La fenêtre de discussion se ferme, et la pièce retombe dans un silence écrasant. Elle reste là, figée devant l'écran noir, le poids de la solitude l'enveloppant comme une couverture trop lourde. Son cœur se débat entre l'amour qu'elle éprouve encore pour Bertrand et la désillusion qui grandit jour après jour. Elle se sent invisible, une ombre dans la vie de son propre mari.

Elle était déçue qu'il n'ait même pas pensé à l'inviter. Oh, bien sûr, elle ne serait probablement pas monté à Paris pour une seule soirée, mais... ne serait-ce que pour la forme, il aurait pu lui proposer. C'était ce geste qu'elle attendait, ce petit rien qui aurait pu lui montrer qu'elle comptait encore pour lui, qu'elle faisait partie de son monde. Mais non. Elle n'était personne, après tout. Un prénom à peine mentionné parfois, dans la presse, mais elle n'existait que par celui de Bertrand. Peut-être essayait-il de la protéger des tempêtes médiatiques ? Mais l'excuse sonnait creuse. Elle avait l'impression de disparaître, lentement, dans l'ombre de son mari, dans l'ombre de sa propre vie.

Alors qu'elle se prépare un diner léger, coupant lentement une tomate mûre, ses pensées vagabondent. La solitude s'est installée doucement, presque sournoisement, au fil des jours. Chaque coup de couteau contre la planche de bois résonne dans le silence de la maison. Elle a l'impression que sa vie elle-même est devenue une sorte de routine monotone, faite de petits gestes, de tâches quotidiennes sans éclat. Il lui manque. Bertrand lui manque. Bien qu'ils se parlent régulièrement, ce n'est pas la même chose que de sentir sa présence, son odeur, de voir son sourire se dessiner juste devant elle. Leur complicité, leur échange, leur vie à deux lui manque. Bertrand n'a finalement jamais partagé leur vie « à trois »... Parfois elle se surprends à avoir peur que Louis ne le reconnaisse jamais.

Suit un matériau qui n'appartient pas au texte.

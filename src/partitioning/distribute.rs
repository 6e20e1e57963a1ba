//! Item distribution across split partitions.

use crate::types::Item;

/// Child keys produced by splitting `partition_key` into `parts` pieces.
pub fn split_keys(partition_key: &str, parts: usize) -> Vec<String> {
    (0..parts)
        .map(|i| format!("{}#{}", partition_key, i))
        .collect()
}

/// Deal items round-robin over `targets`, re-keying each one.
///
/// Every item lands in exactly one target and the group sizes differ by at
/// most one. Items keep their sort keys and payloads.
pub fn distribute_items(items: &[Item], targets: &[String]) -> Vec<Vec<Item>> {
    let mut groups: Vec<Vec<Item>> = targets
        .iter()
        .map(|_| Vec::with_capacity(items.len() / targets.len().max(1) + 1))
        .collect();
    if targets.is_empty() {
        return groups;
    }

    for (i, item) in items.iter().enumerate() {
        let slot = i % targets.len();
        groups[slot].push(item.with_partition(targets[slot].as_str()));
    }
    groups
}

#[cfg(test)]
mod tests {
    use super::*;
    use std::collections::HashSet;

    fn items(n: usize) -> Vec<Item> {
        (0..n)
            .map(|i| Item::new("USER#2024-03", format!("sk-{:04}", i), vec![i as u8]))
            .collect()
    }

    #[test]
    fn test_split_keys() {
        assert_eq!(
            split_keys("USER#2024-03", 2),
            vec!["USER#2024-03#0", "USER#2024-03#1"]
        );
    }

    #[test]
    fn test_distribute_is_even_and_complete() {
        let source = items(5001);
        let targets = split_keys("USER#2024-03", 2);
        let groups = distribute_items(&source, &targets);

        assert_eq!(groups.len(), 2);
        assert_eq!(groups[0].len(), 2501);
        assert_eq!(groups[1].len(), 2500);

        let sort_keys: HashSet<&str> = groups
            .iter()
            .flatten()
            .map(|i| i.sort_key.as_str())
            .collect();
        assert_eq!(sort_keys.len(), 5001);
        assert!(groups[0].iter().all(|i| i.partition_key == "USER#2024-03#0"));
        assert!(groups[1].iter().all(|i| i.partition_key == "USER#2024-03#1"));
    }

    #[test]
    fn test_distribute_empty_inputs() {
        assert!(distribute_items(&items(3), &[]).is_empty());
        let groups = distribute_items(&[], &split_keys("k", 2));
        assert!(groups.iter().all(Vec::is_empty));
    }
}
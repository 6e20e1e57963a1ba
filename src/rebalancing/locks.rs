//! Per-partition mutual exclusion.
//!
//! Rebalancing and lifecycle actions on the same partition must not overlap.
//! Locks are non-blocking: a caller that finds the partition busy gives up and
//! reports it instead of queueing.

use dashmap::DashMap;
use std::sync::Arc;
use std::time::Instant;
use tracing::trace;

/// Lock table keyed by (table, partition key).
#[derive(Debug, Default)]
pub struct PartitionLocks {
    held: DashMap<(String, String), Instant>,
}

impl PartitionLocks {
    /// Create an empty lock table.
    pub fn new() -> Self {
        Self::default()
    }

    /// Create a shareable lock table.
    pub fn shared() -> Arc<Self> {
        Arc::new(Self::new())
    }

    /// Take the lock for a partition, or `None` if it is held.
    ///
    /// The lock is released when the guard drops.
    pub fn try_acquire(&self, table: &str, partition_key: &str) -> Option<PartitionGuard<'_>> {
        let key = (table.to_string(), partition_key.to_string());
        match self.held.entry(key.clone()) {
            dashmap::mapref::entry::Entry::Occupied(_) => None,
            dashmap::mapref::entry::Entry::Vacant(slot) => {
                slot.insert(Instant::now());
                trace!(table, partition_key, "Partition lock acquired");
                Some(PartitionGuard { locks: self, key })
            }
        }
    }

    /// Whether a partition is locked.
    pub fn is_locked(&self, table: &str, partition_key: &str) -> bool {
        self.held
            .contains_key(&(table.to_string(), partition_key.to_string()))
    }

    /// Number of held locks.
    pub fn held_count(&self) -> usize {
        self.held.len()
    }
}

/// Releases its partition lock on drop.
#[derive(Debug)]
pub struct PartitionGuard<'a> {
    locks: &'a PartitionLocks,
    key: (String, String),
}

impl PartitionGuard<'_> {
    /// Partition key this guard protects.
    pub fn partition_key(&self) -> &str {
        &self.key.1
    }
}

impl Drop for PartitionGuard<'_> {
    fn drop(&mut self) {
        if let Some((_, acquired)) = self.locks.held.remove(&self.key) {
            trace!(
                table = %self.key.0,
                partition_key = %self.key.1,
                held_ms = acquired.elapsed().as_millis() as u64,
                "Partition lock released"
            );
        }
    }
}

Soudain, des coups frappés à la porte la sortent de sa torpeur. Elle soupire profondément, laissant le couteau planté dans la tomate à moitié tranchée, et s'essuie machinalement les mains sur un torchon, déjà agacée par cette interruption imprévue. Qui cela peut-il bien être à cette heure ? Probablement un voisin, ou un colis oublié.

Elle ouvre la porte sans trop y prêter attention, et ce qu'elle voit la laisse sans voix.

— Surpriiiise !

Le temps semble s'arrêter. Nelly reste un instant figée, incapable de réagir, son cerveau essayant de rattraper l'information. C'est lui. Bertrand. Là, devant elle. Elle n'a même pas eu le temps de dire un mot qu'elle se jette dans ses bras, ses émotions la submergent soudainement et elle éclate en sanglots contre sa poitrine, libérant toute la tension accumulée ces dernières semaines. Son corps tremble légèrement sous l'effet de ce trop-plein de soulagement et de joie mêlés.

Bertrand la serre fort contre lui, ses bras protecteurs la maintenant dans un cocon de chaleur. Son odeur familière, ce mélange de parfum boisé et de quelque chose d'indéfinissable mais uniquement lui, l'enveloppe comme un baume apaisant. Il penche doucement la tête et dépose un baiser tendre sur son front, une caresse aussi réconfortante qu'intime.

— Heureuse ? demande-t-il, sa voix rauque résonnant doucement à ses oreilles.

Ce simple son fit courir un frisson d'excitation tout le long de ses bras et de son dos, chaque cellule de son corps réveillée par sa présence. Il lui a tant manqué. Elle relève la tête pour plonger son regard dans ses yeux, ces yeux qui brillent toujours de la même intensité. Ses cheveux châtains captent la lumière du lustre, créant des reflets plus clairs, et son visage, un peu fatigué par ses voyages, n'en reste pas moins magnifique.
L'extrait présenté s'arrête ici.